6.9 Text encoding
Various things can go wrong when you import your data into Pandas. Some of these are immediately obvious; others only appear later, in confusing forms.
This page covers one common problem when loading data into Pandas — text encoding.
Pandas and encoding
import numpy as np
import pandas as pd
pd.set_option('mode.chained_assignment','raise')
Consider the following annoying situation. You can download the data file from imdblet_latin.csv.
films = pd.read_csv('imdblet_latin.csv')
UnicodeDecodeError Traceback (most recent call last)
...
UnicodeDecodeError: 'utf-8' codec can't decode byte 0xe9 in position 1: invalid continuation byte
The next sections are about why this happens, and therefore, how to fix it.
Text encoding
When the computer stores text in memory, or on disk, it must represent the characters in the text with numbers, because numbers are the computer’s basic units of storage.
The traditional unit of memory size, or disk size, is the byte. Nowadays, the term byte means a single number that can take any value between 0 through 255. Specifically, a byte is a binary number with 8 binary digits, so it can store $2^8 = 256$ different values — 0 through 255.

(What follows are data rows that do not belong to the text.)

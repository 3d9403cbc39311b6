//! Deployment orchestrator
//!
//! Drives the atomic deploy workflow: persist a new schema version
//! locally, activate it, publish it upstream, and reconcile the ledger
//! with the outcome.
//!
//! Known limitation, by contract: local activation happens before the
//! remote publish confirms. A crash between activation and publish
//! leaves the pointer on an unconfirmed version with the ledger row
//! still PENDING as the operator's signal; a rejected publish leaves
//! the pointer on the rejected version with the row FAILED. This is a
//! compensating-transaction pattern, not atomicity across both systems.

use crate::error::AppError;
use crate::models::{DeploymentAttempt, DeploymentStatus, TargetRef};
use crate::registry::{DeploymentLedger, SchemaStore, TargetService};
use crate::upstream::UpstreamClient;
use deadpool_postgres::Pool;
use std::sync::Arc;
use tracing::{info, warn};
use uuid::Uuid;

#[derive(Clone)]
pub struct Deployer {
    pool: Pool,
    targets: TargetService,
    upstream: Arc<dyn UpstreamClient>,
}

impl Deployer {
    /// Single construction point; the upstream client is injected here
    /// and nowhere else.
    pub fn new(pool: Pool, upstream: Arc<dyn UpstreamClient>) -> Self {
        let targets = TargetService::new(pool.clone());
        Self {
            pool,
            targets,
            upstream,
        }
    }

    /// Deploy a new schema version to a target.
    ///
    /// One transaction covers the local steps (find-or-create schema,
    /// append version, ledger insert, activation). The upstream publish
    /// is awaited while that transaction is open; whatever the outcome,
    /// the attempt reaches a terminal state before the call returns or
    /// the error propagates. Only writers to the same logical schema
    /// block on an in-flight deploy.
    pub async fn deploy(
        &self,
        target: &TargetRef,
        schema_name: &str,
        sdl: &str,
        label: &str,
        dry_run: bool,
    ) -> Result<DeploymentAttempt, AppError> {
        // Resolve before any row is written: an unknown target must
        // leave no trace in the ledger.
        let target = self.targets.resolve(target).await?;

        let mut client = self.pool.get().await?;
        let tx = client.transaction().await?;

        let schema = SchemaStore::find_or_create(&*tx, target.id, schema_name).await?;
        let version = SchemaStore::append_version(&*tx, schema.id, sdl, label).await?;
        let attempt = DeploymentLedger::create_attempt(&*tx, target.id, version.id).await?;

        if dry_run {
            // Rehearsal: the version is stored for provenance but never
            // activated, and the upstream is not contacted.
            let attempt =
                DeploymentLedger::mark_terminal(&*tx, attempt.id, DeploymentStatus::Succeeded, None)
                    .await?;
            tx.commit().await?;

            info!(
                target = %target.name,
                schema = %schema_name,
                sequence = version.sequence,
                "dry-run deployment recorded"
            );
            return Ok(attempt);
        }

        SchemaStore::activate_version(&*tx, schema.id, version.id).await?;

        match self
            .upstream
            .publish(&target.name, schema_name, sdl, label)
            .await
        {
            Ok(outcome) if outcome.accepted => {
                let attempt = DeploymentLedger::mark_terminal(
                    &*tx,
                    attempt.id,
                    DeploymentStatus::Succeeded,
                    None,
                )
                .await?;
                tx.commit().await?;

                info!(
                    target = %target.name,
                    schema = %schema_name,
                    sequence = version.sequence,
                    launch_url = outcome.launch_url.as_deref().unwrap_or(""),
                    "schema version published"
                );
                Ok(attempt)
            }
            Ok(outcome) => {
                let reason = outcome.rejection_reason();
                DeploymentLedger::mark_terminal(
                    &*tx,
                    attempt.id,
                    DeploymentStatus::Failed,
                    Some(&reason),
                )
                .await?;
                tx.commit().await?;

                warn!(
                    target = %target.name,
                    schema = %schema_name,
                    reason = %reason,
                    "publish rejected by composition platform"
                );
                Err(AppError::CompositionRejected(
                    outcome
                        .composition_errors
                        .into_iter()
                        .map(|e| e.message)
                        .collect(),
                ))
            }
            Err(err) => {
                let reason = err.to_string();
                DeploymentLedger::mark_terminal(
                    &*tx,
                    attempt.id,
                    DeploymentStatus::Failed,
                    Some(&reason),
                )
                .await?;
                tx.commit().await?;

                warn!(
                    target = %target.name,
                    schema = %schema_name,
                    error = %reason,
                    "publish failed in transit"
                );
                Err(err)
            }
        }
    }

    /// Re-activate a previously stored version, locally only.
    ///
    /// No upstream call is made: rollback assumes the version was
    /// accepted upstream when it was first published. Rolling back to a
    /// version that never was diverges local and remote state with no
    /// automatic detection.
    pub async fn rollback(
        &self,
        target_id: Uuid,
        version_id: Uuid,
    ) -> Result<DeploymentAttempt, AppError> {
        let mut client = self.pool.get().await?;
        let tx = client.transaction().await?;

        let version = SchemaStore::get_version(&*tx, version_id)
            .await?
            .ok_or(AppError::VersionNotFound(version_id))?;

        // A version id must not be replayable onto a foreign target.
        let schema = SchemaStore::find_by_id(&*tx, version.logical_schema_id)
            .await?
            .ok_or(AppError::VersionNotFound(version_id))?;
        if schema.target_id != target_id {
            return Err(AppError::VersionNotFound(version_id));
        }

        let attempt = DeploymentLedger::create_attempt(&*tx, target_id, version.id).await?;
        SchemaStore::activate_version(&*tx, schema.id, version.id).await?;
        let attempt =
            DeploymentLedger::mark_terminal(&*tx, attempt.id, DeploymentStatus::Succeeded, None)
                .await?;
        tx.commit().await?;

        info!(
            schema = %schema.name,
            sequence = version.sequence,
            "active version rolled back"
        );
        Ok(attempt)
    }
}
//! Upstream composition platform client
//!
//! Stateless adapter for the two remote operations (validate, publish).
//! No retry and no caching here: CI callers own retries, and keeping
//! this client dumb keeps the deploy transaction short-lived.

pub mod client;

pub use client::HttpUpstreamClient;

use crate::error::AppError;
use async_trait::async_trait;
use serde::{Deserialize, Serialize};

/// One problem reported by upstream validation
#[derive(Debug, Clone, Serialize, Deserialize)]
#[serde(rename_all = "camelCase")]
pub struct ValidationProblem {
    pub message: String,
}

/// One composition error reported by a rejected publish
#[derive(Debug, Clone, Serialize, Deserialize)]
#[serde(rename_all = "camelCase")]
pub struct CompositionProblem {
    pub message: String,
    #[serde(default)]
    pub code: Option<String>,
}

/// Outcome of a validate call. `valid = false` is a normal negative
/// result, not a transport failure.
#[derive(Debug, Clone, Default, Serialize, Deserialize)]
#[serde(rename_all = "camelCase", default)]
pub struct ValidationOutcome {
    pub valid: bool,
    pub errors: Vec<ValidationProblem>,
}

/// Outcome of a publish call. `accepted = false` with composition errors
/// is a normal negative result, not a transport failure.
#[derive(Debug, Clone, Default, Serialize, Deserialize)]
#[serde(rename_all = "camelCase", default)]
pub struct PublishOutcome {
    pub accepted: bool,
    pub composition_errors: Vec<CompositionProblem>,
    pub launch_url: Option<String>,
}

impl PublishOutcome {
    /// Human-readable summary of a rejection, for the ledger's
    /// failure-reason column.
    pub fn rejection_reason(&self) -> String {
        if self.composition_errors.is_empty() {
            return "Publish rejected by composition platform".to_string();
        }
        self.composition_errors
            .iter()
            .map(|e| e.message.as_str())
            .collect::<Vec<_>>()
            .join("; ")
    }
}

/// The two remote operations against the composition platform.
///
/// Injected into the orchestrator at construction time so tests can
/// substitute a scripted double. Transport failures surface as
/// `AppError::UpstreamUnavailable`.
#[async_trait]
pub trait UpstreamClient: Send + Sync {
    async fn validate(
        &self,
        target_name: &str,
        schema_name: &str,
        sdl: &str,
    ) -> Result<ValidationOutcome, AppError>;

    async fn publish(
        &self,
        target_name: &str,
        schema_name: &str,
        sdl: &str,
        revision_label: &str,
    ) -> Result<PublishOutcome, AppError>;
}

#[cfg(test)]
mod tests {
    use super::*;
    use pretty_assertions::assert_eq;

    #[test]
    fn test_rejection_reason_joins_messages() {
        let outcome = PublishOutcome {
            accepted: false,
            composition_errors: vec![
                CompositionProblem {
                    message: "bad type".to_string(),
                    code: Some("E001".to_string()),
                },
                CompositionProblem {
                    message: "unknown directive".to_string(),
                    code: None,
                },
            ],
            launch_url: None,
        };
        assert_eq!(outcome.rejection_reason(), "bad type; unknown directive");
    }

    #[test]
    fn test_rejection_reason_without_errors() {
        let outcome = PublishOutcome::default();
        assert_eq!(
            outcome.rejection_reason(),
            "Publish rejected by composition platform"
        );
    }

    #[test]
    fn test_decode_accepted_publish() {
        let outcome: PublishOutcome = serde_json::from_str(
            r#"{"accepted": true, "compositionErrors": [], "launchUrl": "https://studio.example/launch/42"}"#,
        )
        .unwrap();
        assert!(outcome.accepted);
        assert!(outcome.composition_errors.is_empty());
        assert_eq!(
            outcome.launch_url.as_deref(),
            Some("https://studio.example/launch/42")
        );
    }

    #[test]
    fn test_decode_rejected_publish_with_sparse_body() {
        // Upstream omits launchUrl and error codes on rejection
        let outcome: PublishOutcome = serde_json::from_str(
            r#"{"accepted": false, "compositionErrors": [{"message": "bad type"}]}"#,
        )
        .unwrap();
        assert!(!outcome.accepted);
        assert_eq!(outcome.composition_errors[0].message, "bad type");
        assert_eq!(outcome.composition_errors[0].code, None);
        assert_eq!(outcome.launch_url, None);
    }

    #[test]
    fn test_decode_validation_outcome() {
        let outcome: ValidationOutcome = serde_json::from_str(
            r#"{"valid": false, "errors": [{"message": "field removed"}]}"#,
        )
        .unwrap();
        assert!(!outcome.valid);
        assert_eq!(outcome.errors[0].message, "field removed");
    }
}
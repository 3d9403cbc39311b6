//! Registry storage layer
//!
//! PostgreSQL-backed components for targets, logical schemas, schema
//! versions, and the deployment ledger. Version-store and ledger
//! operations run on any `GenericClient` so the orchestrator can compose
//! them inside one transaction.

pub mod ledger;
pub mod schema_store;
pub mod targets;

pub use ledger::DeploymentLedger;
pub use schema_store::SchemaStore;
pub use targets::TargetService;
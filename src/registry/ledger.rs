//! Deployment ledger
//!
//! One row per deployment attempt, independent of the orchestration
//! decisions. Rows are appended as `PENDING` and finished exactly once;
//! nothing here is ever deleted.

use crate::error::AppError;
use crate::models::{DeploymentAttempt, DeploymentRecord, DeploymentStatus};
use chrono::Utc;
use tokio_postgres::{GenericClient, Row};
use uuid::Uuid;

pub struct DeploymentLedger;

fn attempt_from_row(row: &Row) -> Result<DeploymentAttempt, AppError> {
    let status: String = row.get(3);
    Ok(DeploymentAttempt {
        id: row.get(0),
        target_id: row.get(1),
        version_id: row.get(2),
        status: DeploymentStatus::from_db(&status)?,
        failure_reason: row.get(4),
        started_at: row.get(5),
        finished_at: row.get(6),
    })
}

fn record_from_row(row: &Row) -> Result<DeploymentRecord, AppError> {
    let status: String = row.get(3);
    Ok(DeploymentRecord {
        id: row.get(0),
        target_id: row.get(1),
        version_id: row.get(2),
        status: DeploymentStatus::from_db(&status)?,
        failure_reason: row.get(4),
        started_at: row.get(5),
        finished_at: row.get(6),
        target_name: row.get(7),
        schema_name: row.get(8),
        version_sequence: row.get(9),
        version_label: row.get(10),
        version_checksum: row.get(11),
    })
}

impl DeploymentLedger {
    /// Insert a `PENDING` attempt with `started_at = now`
    pub async fn create_attempt(
        client: &impl GenericClient,
        target_id: Uuid,
        version_id: Uuid,
    ) -> Result<DeploymentAttempt, AppError> {
        let attempt = DeploymentAttempt {
            id: Uuid::new_v4(),
            target_id,
            version_id,
            status: DeploymentStatus::Pending,
            failure_reason: None,
            started_at: Utc::now(),
            finished_at: None,
        };

        client
            .execute(
                "INSERT INTO deployment_attempts
                 (id, target_id, version_id, status, failure_reason, started_at, finished_at)
                 VALUES ($1, $2, $3, $4, $5, $6, $7)",
                &[
                    &attempt.id,
                    &attempt.target_id,
                    &attempt.version_id,
                    &attempt.status.as_str(),
                    &attempt.failure_reason,
                    &attempt.started_at,
                    &attempt.finished_at,
                ],
            )
            .await?;

        Ok(attempt)
    }

    /// Finish an attempt: set the terminal status and `finished_at`, once.
    ///
    /// The failure reason is persisted only for `FAILED` and cleared for
    /// every other status. Fails with `NotFound` when the id does not
    /// exist or the attempt already reached a terminal state.
    pub async fn mark_terminal(
        client: &impl GenericClient,
        attempt_id: Uuid,
        status: DeploymentStatus,
        failure_reason: Option<&str>,
    ) -> Result<DeploymentAttempt, AppError> {
        let reason = match status {
            DeploymentStatus::Failed => failure_reason,
            _ => None,
        };

        let row = client
            .query_opt(
                "UPDATE deployment_attempts
                 SET status = $2, failure_reason = $3, finished_at = $4
                 WHERE id = $1 AND finished_at IS NULL
                 RETURNING id, target_id, version_id, status, failure_reason, started_at, finished_at",
                &[&attempt_id, &status.as_str(), &reason, &Utc::now()],
            )
            .await?;

        match row {
            Some(row) => attempt_from_row(&row),
            None => Err(AppError::NotFound(format!(
                "Deployment attempt {} not found or already finished",
                attempt_id
            ))),
        }
    }

    /// Attempts for a target, most recent first, with version metadata
    pub async fn list_by_target(
        client: &impl GenericClient,
        target_id: Uuid,
    ) -> Result<Vec<DeploymentRecord>, AppError> {
        let rows = client
            .query(
                "SELECT a.id, a.target_id, a.version_id, a.status, a.failure_reason,
                        a.started_at, a.finished_at,
                        t.name, s.name, v.sequence, v.label, v.checksum
                 FROM deployment_attempts a
                 JOIN deployment_targets t ON t.id = a.target_id
                 JOIN schema_versions v ON v.id = a.version_id
                 JOIN logical_schemas s ON s.id = v.logical_schema_id
                 WHERE a.target_id = $1
                 ORDER BY a.started_at DESC",
                &[&target_id],
            )
            .await?;

        rows.iter().map(record_from_row).collect()
    }

    /// Single attempt with target and version joined
    pub async fn get_by_id(
        client: &impl GenericClient,
        attempt_id: Uuid,
    ) -> Result<DeploymentRecord, AppError> {
        let row = client
            .query_opt(
                "SELECT a.id, a.target_id, a.version_id, a.status, a.failure_reason,
                        a.started_at, a.finished_at,
                        t.name, s.name, v.sequence, v.label, v.checksum
                 FROM deployment_attempts a
                 JOIN deployment_targets t ON t.id = a.target_id
                 JOIN schema_versions v ON v.id = a.version_id
                 JOIN logical_schemas s ON s.id = v.logical_schema_id
                 WHERE a.id = $1",
                &[&attempt_id],
            )
            .await?;

        match row {
            Some(row) => record_from_row(&row),
            None => Err(AppError::NotFound(format!(
                "Deployment attempt {} not found",
                attempt_id
            ))),
        }
    }
}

We can think of everything that the computer stores, in memory or on disk, as bytes — units of information in memory, represented as numbers.
This is also true for text. For example, here is a short piece of text:
# A short piece of text
name = 'Pandas'
Somewhere in the computer’s memory, Python has recorded “Pandas” as a series of bytes, in a format that it understands.
When the computer writes this information into a file, it has to decide how to convert its own version of the text “Pandas” into bytes that other programs will understand. That is, it needs to convert its own format into a standard sequence of numbers (bytes) that other programs will recognize as the text “Pandas”.
This process of converting from Python’s own format to a standard sequence of bytes, is called encoding. Whenever Python — or any other program — writes text to a file, it has to decide how to encode that text as a sequence of bytes.
There are various standard ways of encoding text as numbers. One very common encoding is called 8-bit Unicode Transformation Format or “UTF-8” for short. Almost all web page files use this format. Your web browser knows how to translate the numbers in this format into text to show on screen.
We can see that process in memory, in Python, like this.
# Convert the text in "name" into bytes.
name_as_utf8_bytes = name.encode('utf-8')
# Show the bytes as numbers
list(name_as_utf8_bytes)
[80, 97, 110, 100, 97, 115]
In the UTF-8 coding scheme, the number 80 stands for the character ‘P’, 97 stands for ‘a’, and so on. Notice that for these standard English alphabet characters, UTF-8 stores each character with a single byte (80 for ‘P’ , 97 for ‘a’ etc).
We can go the opposite direction, and decode the sequence of numbers (bytes) into a piece of text, like this:
# Convert the sequence of numbers (bytes) into text again.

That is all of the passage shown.